(Dataset entries)
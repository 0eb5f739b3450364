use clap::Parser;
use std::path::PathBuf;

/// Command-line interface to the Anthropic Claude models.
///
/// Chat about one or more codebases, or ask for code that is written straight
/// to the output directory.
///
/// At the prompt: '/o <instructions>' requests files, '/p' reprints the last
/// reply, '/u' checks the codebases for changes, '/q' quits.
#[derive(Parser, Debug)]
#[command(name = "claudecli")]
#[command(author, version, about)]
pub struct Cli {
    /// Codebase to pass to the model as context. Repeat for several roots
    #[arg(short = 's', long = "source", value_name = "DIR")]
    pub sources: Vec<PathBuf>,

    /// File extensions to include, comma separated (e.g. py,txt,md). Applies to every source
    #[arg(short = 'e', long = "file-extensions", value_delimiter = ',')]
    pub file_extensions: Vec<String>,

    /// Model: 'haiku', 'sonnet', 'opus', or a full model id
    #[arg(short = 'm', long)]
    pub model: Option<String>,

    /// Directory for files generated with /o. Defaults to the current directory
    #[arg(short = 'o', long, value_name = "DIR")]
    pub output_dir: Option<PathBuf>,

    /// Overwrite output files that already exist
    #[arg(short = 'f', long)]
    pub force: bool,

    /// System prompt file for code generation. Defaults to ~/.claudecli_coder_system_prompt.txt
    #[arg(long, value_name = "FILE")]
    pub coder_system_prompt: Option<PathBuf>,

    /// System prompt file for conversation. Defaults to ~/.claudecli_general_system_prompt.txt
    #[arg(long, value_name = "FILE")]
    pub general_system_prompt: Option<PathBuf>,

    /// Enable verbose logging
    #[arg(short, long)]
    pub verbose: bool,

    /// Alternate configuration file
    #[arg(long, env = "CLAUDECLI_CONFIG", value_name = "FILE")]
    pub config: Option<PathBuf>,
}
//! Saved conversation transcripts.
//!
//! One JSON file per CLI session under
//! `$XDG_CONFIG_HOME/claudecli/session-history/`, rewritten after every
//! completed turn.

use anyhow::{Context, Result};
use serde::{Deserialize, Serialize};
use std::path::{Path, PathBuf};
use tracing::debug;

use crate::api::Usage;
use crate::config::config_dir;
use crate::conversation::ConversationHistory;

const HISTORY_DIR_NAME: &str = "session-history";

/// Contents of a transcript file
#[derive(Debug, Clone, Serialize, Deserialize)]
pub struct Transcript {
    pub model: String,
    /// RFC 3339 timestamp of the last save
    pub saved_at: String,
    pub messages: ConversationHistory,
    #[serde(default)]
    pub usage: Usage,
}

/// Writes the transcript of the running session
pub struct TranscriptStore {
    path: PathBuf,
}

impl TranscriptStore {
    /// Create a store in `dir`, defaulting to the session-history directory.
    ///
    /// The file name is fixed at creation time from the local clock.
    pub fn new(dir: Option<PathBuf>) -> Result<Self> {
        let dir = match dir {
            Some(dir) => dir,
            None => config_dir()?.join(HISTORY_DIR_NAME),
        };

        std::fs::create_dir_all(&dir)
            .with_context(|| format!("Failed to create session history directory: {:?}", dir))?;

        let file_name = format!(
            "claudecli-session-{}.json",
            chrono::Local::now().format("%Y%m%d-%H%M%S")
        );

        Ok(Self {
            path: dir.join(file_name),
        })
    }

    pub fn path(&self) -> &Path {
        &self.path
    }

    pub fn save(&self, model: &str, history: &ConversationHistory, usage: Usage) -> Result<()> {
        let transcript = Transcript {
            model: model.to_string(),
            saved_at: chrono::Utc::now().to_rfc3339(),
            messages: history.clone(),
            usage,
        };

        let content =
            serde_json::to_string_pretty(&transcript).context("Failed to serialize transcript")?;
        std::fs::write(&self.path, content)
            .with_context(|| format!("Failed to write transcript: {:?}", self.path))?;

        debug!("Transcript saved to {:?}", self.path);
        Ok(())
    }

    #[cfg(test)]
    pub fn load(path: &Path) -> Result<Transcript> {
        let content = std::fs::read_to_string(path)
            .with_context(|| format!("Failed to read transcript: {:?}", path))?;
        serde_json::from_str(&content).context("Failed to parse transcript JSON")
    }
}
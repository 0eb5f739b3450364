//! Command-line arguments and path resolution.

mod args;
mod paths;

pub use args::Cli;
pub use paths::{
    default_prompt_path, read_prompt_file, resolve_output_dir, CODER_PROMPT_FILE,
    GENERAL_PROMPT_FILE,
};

** WHAT IS BEING ASKED **
Lines containing the word "ConversationHistory": copy every one of them from the records above.

** RESULT FOR THIS TASK **
use crate::conversation::ConversationHistory;
    pub messages: ConversationHistory,
    pub fn save(&self, model: &str, history: &ConversationHistory, usage: Usage) -> Result<()> {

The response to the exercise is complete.